How does pipe diameter affect pressure drop in a piping system?

Pipe diameter has a dramatic effect on pressure drop: reducing the diameter increases velocity (for the same flow rate) and also increases the L/D ratio, so pressure drop rises steeply. In general, halving the pipe diameter can increase head loss by a factor of roughly 32 for turbulent flow when flow rate is held constant. This is why engineers always balance pipe cost against pump energy cost when selecting pipe sizes. Larger pipes cost more upfront but save significantly on long-term pumping energy.

What is the Blasius friction factor correlation and what are its limits?
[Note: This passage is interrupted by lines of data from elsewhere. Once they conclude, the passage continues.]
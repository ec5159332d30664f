use egui::{Pos2, Rect};
use smallvec::SmallVec;
use staffroll_command::{
    CommandTracker,
    element::{ElementMove, ElementStretch},
};
use staffroll_lib::{ElementRef, Range, Song};

bitflags::bitflags! {
    /// What dragging a part of an element does.
    #[derive(Debug, Clone, Copy, PartialEq, Eq, Hash)]
    pub struct InteractKind: u8 {
        const MOVE_TIME = 1 << 0;
        const MOVE_PITCH = 1 << 1;
        /// Moves the end of the element, changing its duration.
        const STRETCH_TIME = 1 << 2;
    }
}

impl InteractKind {
    pub fn cursor(self) -> egui::CursorIcon {
        if self.intersects(Self::MOVE_TIME | Self::MOVE_PITCH) {
            egui::CursorIcon::Move
        } else if self.contains(Self::STRETCH_TIME) {
            egui::CursorIcon::ResizeHorizontal
        } else {
            egui::CursorIcon::Default
        }
    }
}

/// A clickable part of an element, in track-local pixels.
#[derive(Debug, Clone, Copy, PartialEq)]
pub struct HitRegion {
    pub rect: Rect,
    pub kind: InteractKind,
}

/// Interactive stand-in for one object of the song.
#[derive(Debug, Clone)]
pub struct ElementWrapper {
    element: ElementRef,

    time_range: Range,
    pitch: Option<i32>,

    // working copies, only differ from the above during a drag
    interact_time_range: Range,
    interact_pitch: Option<i32>,

    interact_kind: InteractKind,
    regions: SmallVec<[HitRegion; 2]>,
    // extra ticks on each side covered by the element's visuals
    visual_margin: i64,

    selected: bool,
}

impl ElementWrapper {
    pub fn new(element: ElementRef, song: &Song) -> Self {
        let time_range = song.time_range(element);
        let pitch = song.pitch(element);
        Self {
            element,
            time_range,
            pitch,
            interact_time_range: time_range,
            interact_pitch: pitch,
            interact_kind: InteractKind::empty(),
            regions: SmallVec::new(),
            visual_margin: 0,
            selected: false,
        }
    }

    pub fn with_region(mut self, rect: Rect, kind: InteractKind) -> Self {
        self.regions.push(HitRegion { rect, kind });
        self.interact_kind |= kind;
        self
    }
    pub fn with_visual_margin(mut self, visual_margin: i64) -> Self {
        self.visual_margin = visual_margin;
        self
    }

    pub fn element(&self) -> ElementRef {
        self.element
    }
    pub fn time_range(&self) -> Range {
        self.time_range
    }
    pub fn pitch(&self) -> Option<i32> {
        self.pitch
    }
    pub fn interact_time_range(&self) -> Range {
        self.interact_time_range
    }
    pub fn interact_pitch(&self) -> Option<i32> {
        self.interact_pitch
    }
    pub fn interact_kind(&self) -> InteractKind {
        self.interact_kind
    }
    pub fn regions(&self) -> &[HitRegion] {
        &self.regions
    }
    pub fn is_selected(&self) -> bool {
        self.selected
    }
    pub(crate) fn set_selected(&mut self, selected: bool) {
        self.selected = selected;
    }

    pub fn is_compatible_with(&self, kind: InteractKind) -> bool {
        self.interact_kind.intersects(kind)
    }

    /// Ticks to repaint for this element drawn with `delta` applied.
    pub fn dirty_range(&self, action: InteractKind, delta: i64) -> Range {
        displaced(self.time_range, action, delta).expand(self.visual_margin)
    }

    /// Topmost region under `pos`, which is relative to the top of the element's track.
    pub fn hit(&self, pos: Pos2) -> Option<HitRegion> {
        self.regions
            .iter()
            .rev()
            .find(|region| region.rect.contains(pos))
            .copied()
    }

    /// Updates the working copies to show the element displaced by a drag.
    pub fn set_displacement(&mut self, action: InteractKind, delta_time: i64, delta_pitch: i32) {
        self.interact_time_range = displaced(self.time_range, action, delta_time);
        self.interact_pitch = if action.contains(InteractKind::MOVE_PITCH) {
            self.pitch.map(|pitch| pitch + delta_pitch)
        } else {
            self.pitch
        };
    }
    pub fn reset_displacement(&mut self) {
        self.interact_time_range = self.time_range;
        self.interact_pitch = self.pitch;
    }

    /// Writes the working copies back into the song. Returns whether anything changed.
    pub fn modify(&self, song: &mut Song, tracker: &mut CommandTracker) -> bool {
        let mut modified = false;

        let pitch_offset = match (self.pitch, self.interact_pitch) {
            (Some(pitch), Some(interact_pitch)) => interact_pitch - pitch,
            _ => 0,
        };
        if self.interact_time_range.start != self.time_range.start || pitch_offset != 0 {
            tracker.execute(
                song,
                ElementMove::new(
                    self.element,
                    self.time_range.start,
                    self.interact_time_range.start,
                    pitch_offset,
                ),
            );
            modified = true;
        }
        if self.interact_time_range.length() != self.time_range.length() {
            tracker.execute(
                song,
                ElementStretch::new(
                    self.element,
                    self.time_range.length(),
                    self.interact_time_range.length(),
                ),
            );
            modified = true;
        }

        modified
    }
}

fn displaced(range: Range, action: InteractKind, delta: i64) -> Range {
    if action.contains(InteractKind::MOVE_TIME) {
        range + delta
    } else if action.contains(InteractKind::STRETCH_TIME) {
        Range::new(range.start, range.end + delta)
    } else {
        range
    }
}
The Blasius correlation, f = 0.316 × Re^(−0.25), is an empirical formula for estimating the Darcy friction factor in smooth pipes under turbulent flow conditions. It is accurate for Reynolds numbers roughly between 4,000 and 100,000. Beyond Re = 100,000, the Colebrook-White or Swamee-Jain equations, which also account for pipe roughness, give better results. For laminar flow (Re < 2,300), the friction factor is simply f = 64/Re, which is an exact analytical result.